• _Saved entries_
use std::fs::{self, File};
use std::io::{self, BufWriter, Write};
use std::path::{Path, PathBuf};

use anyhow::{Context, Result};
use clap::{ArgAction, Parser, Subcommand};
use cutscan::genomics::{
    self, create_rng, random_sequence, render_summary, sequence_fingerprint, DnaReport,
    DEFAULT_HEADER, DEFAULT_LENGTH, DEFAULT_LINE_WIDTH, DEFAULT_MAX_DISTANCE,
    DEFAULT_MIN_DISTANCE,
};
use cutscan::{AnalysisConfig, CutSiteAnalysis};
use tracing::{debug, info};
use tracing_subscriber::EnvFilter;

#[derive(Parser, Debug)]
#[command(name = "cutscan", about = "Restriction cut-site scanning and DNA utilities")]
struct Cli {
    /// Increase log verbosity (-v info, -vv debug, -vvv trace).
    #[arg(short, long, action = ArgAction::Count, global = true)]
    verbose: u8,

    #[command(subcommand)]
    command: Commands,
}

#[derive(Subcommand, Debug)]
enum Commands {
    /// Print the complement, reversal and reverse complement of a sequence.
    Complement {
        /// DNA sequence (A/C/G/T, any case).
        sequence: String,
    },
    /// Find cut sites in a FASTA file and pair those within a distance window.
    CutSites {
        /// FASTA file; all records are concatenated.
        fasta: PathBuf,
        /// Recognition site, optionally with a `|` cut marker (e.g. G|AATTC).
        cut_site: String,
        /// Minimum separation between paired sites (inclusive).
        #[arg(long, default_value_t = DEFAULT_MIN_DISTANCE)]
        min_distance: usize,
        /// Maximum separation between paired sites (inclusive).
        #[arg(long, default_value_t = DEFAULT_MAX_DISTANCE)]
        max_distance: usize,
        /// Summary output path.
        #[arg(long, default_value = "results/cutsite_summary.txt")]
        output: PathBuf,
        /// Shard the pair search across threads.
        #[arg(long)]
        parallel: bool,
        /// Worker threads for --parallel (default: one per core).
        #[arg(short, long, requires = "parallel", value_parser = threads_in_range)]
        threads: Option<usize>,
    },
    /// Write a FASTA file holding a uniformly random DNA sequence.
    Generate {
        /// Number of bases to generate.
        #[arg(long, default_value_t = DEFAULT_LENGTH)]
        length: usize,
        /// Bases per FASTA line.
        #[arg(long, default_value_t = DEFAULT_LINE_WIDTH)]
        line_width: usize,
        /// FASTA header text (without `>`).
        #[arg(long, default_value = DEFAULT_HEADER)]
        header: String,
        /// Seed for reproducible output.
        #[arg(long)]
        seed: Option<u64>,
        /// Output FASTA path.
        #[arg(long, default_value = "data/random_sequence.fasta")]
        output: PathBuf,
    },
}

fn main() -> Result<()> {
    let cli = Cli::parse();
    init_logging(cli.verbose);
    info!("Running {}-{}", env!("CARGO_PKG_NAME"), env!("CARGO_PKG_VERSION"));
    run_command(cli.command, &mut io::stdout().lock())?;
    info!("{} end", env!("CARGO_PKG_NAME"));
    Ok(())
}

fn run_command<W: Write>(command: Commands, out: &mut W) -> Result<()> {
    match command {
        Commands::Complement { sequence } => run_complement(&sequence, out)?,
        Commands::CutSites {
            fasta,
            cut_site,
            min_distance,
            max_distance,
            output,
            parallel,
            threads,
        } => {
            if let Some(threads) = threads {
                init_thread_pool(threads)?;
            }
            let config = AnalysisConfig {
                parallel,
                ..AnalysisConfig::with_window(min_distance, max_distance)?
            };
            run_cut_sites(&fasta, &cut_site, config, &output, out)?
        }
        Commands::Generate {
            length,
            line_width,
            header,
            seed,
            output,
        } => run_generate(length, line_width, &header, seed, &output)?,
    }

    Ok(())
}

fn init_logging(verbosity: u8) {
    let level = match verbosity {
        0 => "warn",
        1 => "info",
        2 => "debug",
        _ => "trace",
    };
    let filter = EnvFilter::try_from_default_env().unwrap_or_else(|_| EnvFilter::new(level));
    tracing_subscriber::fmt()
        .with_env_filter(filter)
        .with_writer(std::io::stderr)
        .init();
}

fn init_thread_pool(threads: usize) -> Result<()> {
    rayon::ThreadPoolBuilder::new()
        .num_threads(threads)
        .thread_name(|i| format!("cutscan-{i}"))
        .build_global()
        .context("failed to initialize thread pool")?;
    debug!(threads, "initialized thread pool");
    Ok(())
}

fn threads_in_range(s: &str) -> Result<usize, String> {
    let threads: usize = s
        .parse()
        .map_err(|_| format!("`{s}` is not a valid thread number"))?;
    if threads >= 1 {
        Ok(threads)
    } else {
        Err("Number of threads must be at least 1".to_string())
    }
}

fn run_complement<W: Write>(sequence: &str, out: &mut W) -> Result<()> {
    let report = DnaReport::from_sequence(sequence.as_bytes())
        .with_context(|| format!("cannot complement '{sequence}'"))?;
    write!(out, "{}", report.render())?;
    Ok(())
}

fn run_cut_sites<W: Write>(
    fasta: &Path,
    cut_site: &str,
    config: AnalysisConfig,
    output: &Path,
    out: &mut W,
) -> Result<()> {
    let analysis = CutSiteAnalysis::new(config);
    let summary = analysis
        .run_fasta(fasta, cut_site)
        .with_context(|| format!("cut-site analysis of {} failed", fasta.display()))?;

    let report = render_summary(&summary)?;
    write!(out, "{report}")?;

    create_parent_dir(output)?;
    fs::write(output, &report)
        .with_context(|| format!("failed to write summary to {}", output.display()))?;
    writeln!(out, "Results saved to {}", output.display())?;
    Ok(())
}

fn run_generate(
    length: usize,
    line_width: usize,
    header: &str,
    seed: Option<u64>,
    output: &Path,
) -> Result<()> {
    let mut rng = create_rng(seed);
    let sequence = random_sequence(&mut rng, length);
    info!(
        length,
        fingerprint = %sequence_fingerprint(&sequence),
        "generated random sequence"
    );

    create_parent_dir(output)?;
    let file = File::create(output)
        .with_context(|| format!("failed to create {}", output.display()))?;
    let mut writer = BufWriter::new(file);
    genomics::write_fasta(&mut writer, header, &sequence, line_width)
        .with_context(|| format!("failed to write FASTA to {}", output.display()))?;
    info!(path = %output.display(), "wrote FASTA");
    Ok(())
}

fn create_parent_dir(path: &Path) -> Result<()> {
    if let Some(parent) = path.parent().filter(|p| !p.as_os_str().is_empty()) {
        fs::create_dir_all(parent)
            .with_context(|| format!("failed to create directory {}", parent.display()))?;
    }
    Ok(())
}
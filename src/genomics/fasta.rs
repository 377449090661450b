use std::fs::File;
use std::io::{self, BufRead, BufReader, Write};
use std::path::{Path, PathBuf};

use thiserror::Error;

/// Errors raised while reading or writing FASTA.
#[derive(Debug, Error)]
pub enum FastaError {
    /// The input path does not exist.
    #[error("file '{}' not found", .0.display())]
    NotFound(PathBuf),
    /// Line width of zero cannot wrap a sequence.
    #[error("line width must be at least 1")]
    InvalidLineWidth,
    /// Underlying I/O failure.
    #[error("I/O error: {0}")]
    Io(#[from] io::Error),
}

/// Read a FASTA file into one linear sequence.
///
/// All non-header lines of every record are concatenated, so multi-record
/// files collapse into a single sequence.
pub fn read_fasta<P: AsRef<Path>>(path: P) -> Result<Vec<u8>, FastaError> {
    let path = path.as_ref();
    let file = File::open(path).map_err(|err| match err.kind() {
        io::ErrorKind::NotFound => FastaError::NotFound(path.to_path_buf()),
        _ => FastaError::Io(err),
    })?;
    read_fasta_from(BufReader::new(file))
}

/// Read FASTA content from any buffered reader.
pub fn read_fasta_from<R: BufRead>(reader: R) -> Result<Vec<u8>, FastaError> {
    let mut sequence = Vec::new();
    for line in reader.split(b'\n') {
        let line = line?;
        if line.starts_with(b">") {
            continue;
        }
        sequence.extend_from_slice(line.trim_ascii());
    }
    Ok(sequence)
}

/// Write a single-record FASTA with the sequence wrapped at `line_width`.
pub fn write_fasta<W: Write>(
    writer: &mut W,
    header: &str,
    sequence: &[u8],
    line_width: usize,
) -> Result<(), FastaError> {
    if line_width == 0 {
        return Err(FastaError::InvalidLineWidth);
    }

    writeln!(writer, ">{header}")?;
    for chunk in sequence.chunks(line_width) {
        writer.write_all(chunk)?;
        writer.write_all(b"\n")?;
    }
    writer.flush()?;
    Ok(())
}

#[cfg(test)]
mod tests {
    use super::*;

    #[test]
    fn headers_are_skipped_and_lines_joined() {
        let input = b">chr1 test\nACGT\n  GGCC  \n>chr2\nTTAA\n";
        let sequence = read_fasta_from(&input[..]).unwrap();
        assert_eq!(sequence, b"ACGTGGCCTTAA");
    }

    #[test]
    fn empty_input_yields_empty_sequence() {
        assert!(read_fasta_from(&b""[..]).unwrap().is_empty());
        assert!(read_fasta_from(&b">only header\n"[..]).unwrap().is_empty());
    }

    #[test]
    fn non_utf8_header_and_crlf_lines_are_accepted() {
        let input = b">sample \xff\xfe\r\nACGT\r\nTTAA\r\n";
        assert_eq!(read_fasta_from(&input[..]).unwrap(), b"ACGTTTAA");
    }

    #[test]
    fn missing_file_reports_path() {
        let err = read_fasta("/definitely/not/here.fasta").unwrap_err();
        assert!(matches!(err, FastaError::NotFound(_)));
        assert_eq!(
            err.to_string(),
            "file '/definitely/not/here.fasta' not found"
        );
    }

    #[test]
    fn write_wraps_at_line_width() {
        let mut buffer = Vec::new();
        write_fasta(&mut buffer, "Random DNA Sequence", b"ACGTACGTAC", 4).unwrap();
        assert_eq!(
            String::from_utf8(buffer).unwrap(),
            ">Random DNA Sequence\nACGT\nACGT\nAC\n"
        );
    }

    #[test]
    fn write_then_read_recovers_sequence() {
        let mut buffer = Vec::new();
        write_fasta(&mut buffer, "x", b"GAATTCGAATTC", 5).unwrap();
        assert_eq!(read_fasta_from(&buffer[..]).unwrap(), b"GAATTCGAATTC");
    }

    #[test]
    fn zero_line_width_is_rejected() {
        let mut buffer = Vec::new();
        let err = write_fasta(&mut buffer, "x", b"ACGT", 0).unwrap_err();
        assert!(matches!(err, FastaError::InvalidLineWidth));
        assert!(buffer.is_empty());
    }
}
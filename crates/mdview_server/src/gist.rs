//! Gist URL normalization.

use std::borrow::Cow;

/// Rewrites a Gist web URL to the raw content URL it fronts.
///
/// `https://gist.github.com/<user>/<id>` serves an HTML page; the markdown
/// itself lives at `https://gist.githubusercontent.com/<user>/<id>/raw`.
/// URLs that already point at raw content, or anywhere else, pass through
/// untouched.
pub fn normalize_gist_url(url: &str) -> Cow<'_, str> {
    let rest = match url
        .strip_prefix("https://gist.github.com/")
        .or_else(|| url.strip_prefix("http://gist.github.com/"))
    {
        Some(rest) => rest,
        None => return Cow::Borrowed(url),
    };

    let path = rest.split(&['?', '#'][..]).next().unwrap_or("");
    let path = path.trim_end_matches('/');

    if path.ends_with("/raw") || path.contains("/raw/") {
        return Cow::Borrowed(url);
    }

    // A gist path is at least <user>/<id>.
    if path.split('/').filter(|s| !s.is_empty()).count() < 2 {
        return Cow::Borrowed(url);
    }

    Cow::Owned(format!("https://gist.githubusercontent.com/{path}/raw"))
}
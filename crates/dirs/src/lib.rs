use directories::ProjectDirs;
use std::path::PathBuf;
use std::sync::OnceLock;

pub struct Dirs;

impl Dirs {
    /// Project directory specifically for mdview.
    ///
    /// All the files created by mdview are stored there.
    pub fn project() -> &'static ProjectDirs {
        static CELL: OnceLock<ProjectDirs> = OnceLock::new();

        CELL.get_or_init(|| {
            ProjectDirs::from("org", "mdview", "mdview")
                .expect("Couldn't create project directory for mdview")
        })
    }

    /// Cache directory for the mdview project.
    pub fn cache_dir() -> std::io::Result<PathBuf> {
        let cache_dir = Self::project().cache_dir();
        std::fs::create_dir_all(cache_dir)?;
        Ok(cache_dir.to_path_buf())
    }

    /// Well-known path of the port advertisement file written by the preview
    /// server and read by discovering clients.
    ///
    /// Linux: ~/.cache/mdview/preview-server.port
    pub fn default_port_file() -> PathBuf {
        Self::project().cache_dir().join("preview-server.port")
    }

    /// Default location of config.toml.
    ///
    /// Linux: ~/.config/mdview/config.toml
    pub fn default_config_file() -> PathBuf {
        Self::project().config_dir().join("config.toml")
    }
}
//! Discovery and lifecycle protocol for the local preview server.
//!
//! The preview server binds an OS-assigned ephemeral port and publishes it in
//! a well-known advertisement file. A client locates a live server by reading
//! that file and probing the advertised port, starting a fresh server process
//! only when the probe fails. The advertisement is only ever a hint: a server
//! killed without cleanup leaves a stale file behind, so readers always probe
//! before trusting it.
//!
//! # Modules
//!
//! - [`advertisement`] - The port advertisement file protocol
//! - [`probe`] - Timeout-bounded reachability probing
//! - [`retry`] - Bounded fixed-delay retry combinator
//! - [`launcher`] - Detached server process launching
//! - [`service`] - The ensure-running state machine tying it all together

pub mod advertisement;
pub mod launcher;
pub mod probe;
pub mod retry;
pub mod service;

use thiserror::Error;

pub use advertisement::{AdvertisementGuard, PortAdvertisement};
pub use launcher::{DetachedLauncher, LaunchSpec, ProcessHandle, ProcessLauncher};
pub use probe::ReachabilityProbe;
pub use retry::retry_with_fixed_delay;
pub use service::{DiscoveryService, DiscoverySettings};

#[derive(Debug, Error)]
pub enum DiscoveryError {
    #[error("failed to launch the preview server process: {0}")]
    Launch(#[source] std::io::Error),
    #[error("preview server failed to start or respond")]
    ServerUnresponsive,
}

• _Work required_
Return only the part of the records above that opens with the line containing "server by reading" and closes with the line containing "hint: a server", ends included.

• _Solution for this exercise_
//! a well-known advertisement file. A client locates a live server by reading
//! that file and probing the advertised port, starting a fresh server process
//! only when the probe fails. The advertisement is only ever a hint: a server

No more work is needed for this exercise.